How much longer will this destruction of our common natural heritage be allowed to continue unabated, despite the law, so that some can continue to amass wealth at an obscene rate and an even more obscene cost to the rest of us?
Congress is not in session. Thus even those Members and Senators who do regularly read the Post and perhaps do glance at the op ed pages are not likely to see this column.
Force them to read it.
Pass it on to their staff.
If you have their private emails, send it to them.
But there is more you can do. Much more.
Stop wasting electricity. Reducing our wasteful use of electricity will reduce the demand for coal, much of which goes to power production.
Turn off your lights.
Remove tvs and computers from standby.
Unplug cell phone recharters.
Turn up the thermostat for your AC.
Close your refrigerator and freezer doors.
All of this will not be enough.
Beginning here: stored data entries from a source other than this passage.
//! Obfuscator pipeline.
//!
//! A [`BuildState`] is derived from a manipulation set, then every transformer
//! of the [`Pipeline`] runs in a fixed order. Each transformer writes its edit
//! plan to `.manipulations/<name>.json` inside the working copy, where the
//! external rebuild step picks it up.

use std::collections::BTreeSet;
use std::path::Path;

use anyhow::{Context, Result};
use evasion_types::{FeatureCategory, ManipulationSet};
use serde::{Deserialize, Serialize};
use serde_json::json;
use tracing::debug;

/// Directory (inside a working copy) holding the transformer plans.
pub const PLAN_DIR: &str = ".manipulations";

/// Edit request for one rebuild.
#[derive(Debug, Clone, Default, PartialEq, Eq, Serialize, Deserialize)]
pub struct BuildState {
    pub strings_to_inject: BTreeSet<String>,
    pub apis_to_inject: BTreeSet<String>,
    pub strings_to_encrypt: BTreeSet<String>,
    pub apis_to_reflect: BTreeSet<String>,
    /// Type descriptors (`Lcom/a/Main;`)
    pub classes_to_rename: BTreeSet<String>,
    /// Transformers in the pipeline that add fields / methods.
    pub fields_adders: usize,
    pub methods_adders: usize,
}

impl BuildState {
    pub fn from_set(set: &ManipulationSet) -> Self {
        let mut state = BuildState::default();
        for candidate in set.inject() {
            match candidate.category {
                FeatureCategory::Urls => {
                    state.strings_to_inject.insert(candidate.identifier.clone());
                }
                FeatureCategory::ApiCalls => {
                    state.apis_to_inject.insert(candidate.identifier.clone());
                }
                _ => {}
            }
        }
        for candidate in set.obfuscate() {
            let category = candidate.category;
            if category == FeatureCategory::Urls {
                state.strings_to_encrypt.insert(candidate.identifier.clone());
            } else if category.is_call() {
                state.apis_to_reflect.insert(candidate.identifier.clone());
            } else if category.is_component() {
                state.classes_to_rename.insert(type_descriptor(&candidate.identifier));
            }
        }
        state
    }

    pub fn is_empty(&self) -> bool {
        self.strings_to_inject.is_empty()
            && self.apis_to_inject.is_empty()
            && self.strings_to_encrypt.is_empty()
            && self.apis_to_reflect.is_empty()
            && self.classes_to_rename.is_empty()
    }
}

/// `com.a.Main` -> `Lcom/a/Main;`
pub fn type_descriptor(class_name: &str) -> String {
    format!("L{};", class_name.replace('.', "/"))
}

/// One obfuscation technique.
pub trait Transformer: Send + Sync {
    fn name(&self) -> &'static str;

    fn adds_fields(&self) -> bool {
        false
    }

    fn adds_methods(&self) -> bool {
        false
    }

    /// Whether the technique needs decoded resources (manifest and res/).
    fn requires_resources(&self) -> bool {
        false
    }

    /// Edit plan for `state`, or `None` when there is nothing to do.
    fn plan(&self, state: &BuildState) -> Option<serde_json::Value>;
}

pub struct ClassRename;

impl Transformer for ClassRename {
    fn name(&self) -> &'static str {
        "class_rename"
    }

    fn requires_resources(&self) -> bool {
        true
    }

    fn plan(&self, state: &BuildState) -> Option<serde_json::Value> {
        (!state.classes_to_rename.is_empty()).then(|| json!({ "classes": state.classes_to_rename }))
    }
}

pub struct AdvancedReflection;

impl Transformer for AdvancedReflection {
    fn name(&self) -> &'static str {
        "advanced_reflection"
    }

    fn adds_methods(&self) -> bool {
        true
    }

    fn plan(&self, state: &BuildState) -> Option<serde_json::Value> {
        (!state.apis_to_reflect.is_empty()).then(|| {
            json!({
                "apis": state.apis_to_reflect,
                "methods_budget_share": state.methods_adders,
            })
        })
    }
}

pub struct ConstStringEncryption;

impl Transformer for ConstStringEncryption {
    fn name(&self) -> &'static str {
        "const_string_encryption"
    }

    fn adds_fields(&self) -> bool {
        true
    }

    fn plan(&self, state: &BuildState) -> Option<serde_json::Value> {
        (!state.strings_to_encrypt.is_empty()).then(|| {
            json!({
                "strings": state.strings_to_encrypt,
                "fields_budget_share": state.fields_adders,
            })
        })
    }
}

pub struct ApiInjection;

impl Transformer for ApiInjection {
    fn name(&self) -> &'static str {
        "api_injection"
    }

    fn plan(&self, state: &BuildState) -> Option<serde_json::Value> {
        (!state.apis_to_inject.is_empty()).then(|| json!({ "apis": state.apis_to_inject }))
    }
}

pub struct StringInjection;

impl Transformer for StringInjection {
    fn name(&self) -> &'static str {
        "string_injection"
    }

    fn plan(&self, state: &BuildState) -> Option<serde_json::Value> {
        (!state.strings_to_inject.is_empty()).then(|| json!({ "strings": state.strings_to_inject }))
    }
}

/// Ordered list of transformers.
pub struct Pipeline {
    transformers: Vec<Box<dyn Transformer>>,
}

impl Default for Pipeline {
    fn default() -> Self {
        Self {
            transformers: vec![
                Box::new(ClassRename),
                Box::new(AdvancedReflection),
                Box::new(ConstStringEncryption),
                Box::new(ApiInjection),
                Box::new(StringInjection),
            ],
        }
    }
}

impl Pipeline {
    pub fn new(transformers: Vec<Box<dyn Transformer>>) -> Self {
        Self { transformers }
    }

    pub fn names(&self) -> Vec<&'static str> {
        self.transformers.iter().map(|t| t.name()).collect()
    }

    /// Drop every transformer that needs decoded resources.
    pub fn without_resource_dependent(&mut self) {
        self.transformers.retain(|t| !t.requires_resources());
    }

    /// Write the plans for `set` into `workdir`; returns the transformers that ran.
    pub fn apply(&self, set: &ManipulationSet, workdir: &Path) -> Result<Vec<&'static str>> {
        let mut state = BuildState::from_set(set);
        state.fields_adders = self.transformers.iter().filter(|t| t.adds_fields()).count();
        state.methods_adders = self.transformers.iter().filter(|t| t.adds_methods()).count();

        let plan_dir = workdir.join(PLAN_DIR);
        let mut applied = Vec::new();
        for transformer in &self.transformers {
            let Some(plan) = transformer.plan(&state) else {
                continue;
            };
            std::fs::create_dir_all(&plan_dir)
                .with_context(|| format!("Failed to create {}", plan_dir.display()))?;
            let path = plan_dir.join(format!("{}.json", transformer.name()));
            let bytes = serde_json::to_vec_pretty(&plan)?;
            std::fs::write(&path, bytes).with_context(|| format!("Failed to write {}", path.display()))?;
            debug!(transformer = transformer.name(), "plan written");
            applied.push(transformer.name());
        }
        Ok(applied)
    }
}
//! Feature extractor invoked as an external command, cached on disk.

use std::collections::BTreeMap;
use std::path::Path;
use std::time::Duration;

use anyhow::{anyhow, Context, Result};
use evasion_cache::paths::file_sha256;
use evasion_cache::{artifact_identity, FeatureRecord, FsFeatureStore, Lookup};
use tracing::{debug, warn};

use crate::interfaces::FeatureExtractor;
use crate::process::{self, CommandSpec};

/// Runs `<program> <args..> <artifact>`; stdout is `{category: [identifiers]}`.
pub struct CommandFeatureExtractor {
    command: CommandSpec,
    store: Option<FsFeatureStore>,
    timeout: Option<Duration>,
}

impl CommandFeatureExtractor {
    pub fn new(command: CommandSpec) -> Self {
        Self {
            command,
            store: None,
            timeout: None,
        }
    }

    pub fn with_store(mut self, store: FsFeatureStore) -> Self {
        self.store = Some(store);
        self
    }

    pub fn with_timeout(mut self, timeout: Option<Duration>) -> Self {
        self.timeout = timeout;
        self
    }

    pub fn store(&self) -> Option<&FsFeatureStore> {
        self.store.as_ref()
    }

    fn run_extractor(&self, artifact: &Path) -> Result<BTreeMap<String, Vec<String>>> {
        let args = self.command.render_args(artifact, None);
        let output = process::run(&self.command.program, &args, &[], self.timeout)
            .map_err(|e| anyhow!("feature extraction failed for {}: {}", artifact.display(), e))?;
        serde_json::from_str(output.stdout.trim())
            .with_context(|| format!("unparsable extractor output for {}", artifact.display()))
    }
}

impl FeatureExtractor for CommandFeatureExtractor {
    fn extract(&self, artifact: &Path) -> Result<Vec<String>> {
        let identity = artifact_identity(artifact);
        let digest = file_sha256(artifact).ok();

        if let Some(store) = &self.store {
            match store.load(&identity, digest.as_deref()) {
                Lookup::Hit(record) => {
                    debug!(artifact = %identity, "feature cache hit");
                    return Ok(record.feature_strings());
                }
                Lookup::Corrupt(reason) => {
                    warn!(artifact = %identity, reason = %reason, "corrupt feature record, re-extracting");
                }
                Lookup::Miss => {}
            }
        }

        let mut record = FeatureRecord::new(self.run_extractor(artifact)?);
        if let Some(digest) = digest {
            record = record.with_sha256(digest);
        }
        if let Some(store) = &self.store {
            if let Err(e) = store.save(&identity, &record) {
                warn!(artifact = %identity, error = %e, "failed to cache features");
            }
        }
        debug!(artifact = %identity, features = record.len(), "features extracted");
        Ok(record.feature_strings())
    }
}
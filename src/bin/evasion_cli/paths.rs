use std::path::PathBuf;

/// Base directory for configuration, caches and logs.
pub fn evasion_home() -> PathBuf {
    std::env::var("APK_EVASION_HOME")
        .map(PathBuf::from)
        .unwrap_or_else(|_| {
            dirs::home_dir()
                .unwrap_or_else(|| PathBuf::from("."))
                .join(".apk-evasion")
        })
}

#[derive(Debug, Clone)]
pub struct EvasionPaths {
    pub base: PathBuf,
}

impl EvasionPaths {
    pub fn new(base: Option<PathBuf>) -> Self {
        Self {
            base: base.unwrap_or_else(evasion_home),
        }
    }

    pub fn config_file(&self) -> PathBuf {
        self.base.join("config.json")
    }

    pub fn cache_dir(&self) -> PathBuf {
        self.base.join("cache")
    }

    pub fn work_dir(&self) -> PathBuf {
        self.base.join("work")
    }

    pub fn results_log(&self) -> PathBuf {
        self.base.join("logs").join("results.jsonl")
    }
}
/// Extract every reference artifact and keep the distinct valid injections,
/// in first-seen order. Artifacts whose extraction fails are skipped.
pub fn harvest_injection_pool(extractor: &dyn FeatureExtractor, references: &[PathBuf]) -> Vec<Feature> {
    let mut seen = HashSet::new();
    let mut pool = Vec::new();
    for artifact in references {
        let features = match extractor.extract(artifact) {
            Ok(features) => features,
            Err(e) => {
                warn!(artifact = %artifact.display(), error = %format!("{:#}", e), "skipping reference artifact");
                continue;
            }
        };
        for raw in features {
            let Ok(feature) = raw.parse::<Feature>() else {
                continue;
            };
            if feature.is_valid_injection() && seen.insert(feature.clone()) {
                pool.push(feature);
            }
        }
    }
    pool
}

/// Remove the rebuild tool's leftovers from the system temp directory.
pub fn cleanup_tool_temp_files() -> usize {
    let Ok(entries) = std::fs::read_dir(std::env::temp_dir()) else {
        return 0;
    };
    let mut removed = 0;
    for entry in entries.flatten() {
        if !entry.file_name().to_string_lossy().starts_with(TOOL_TEMP_PREFIX) {
            continue;
        }
        let path = entry.path();
        let result = if path.is_dir() {
            std::fs::remove_dir_all(&path)
        } else {
            std::fs::remove_file(&path)
        };
        match result {
            Ok(()) => removed += 1,
            Err(e) => debug!(path = %path.display(), error = %e, "could not remove temp file"),
        }
    }
    removed
}

pub struct AttackOrchestrator {
    config: AttackConfig,
    extractor: Arc<dyn FeatureExtractor>,
    builders: Arc<dyn BuilderFactory>,
    oracle: Arc<dyn Oracle>,
    store: Option<Arc<dyn ErrorFreeStore>>,
    log: Option<Arc<ResultsLog>>,
    pool: WorkerPool,
}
We have to persuade others, not just our politicians, but our friends, family and neighbors.
Make sure they also see the RFK Jr. piece.
Make sure they know the real costs of what is happening.
Then, maybe, we can persuade our president that it is not just the hearts of the people in Appalachia that are breaking. it is the heart of Appalachia itself, the mountains and the streams.
Peace?
a suggestion from A Siegel in the thread:
Might I suggest ...
putting a link to Devilstower on this? Such as Mountaintop Day, where he calls on people to call on President Obama to visit MTR sites.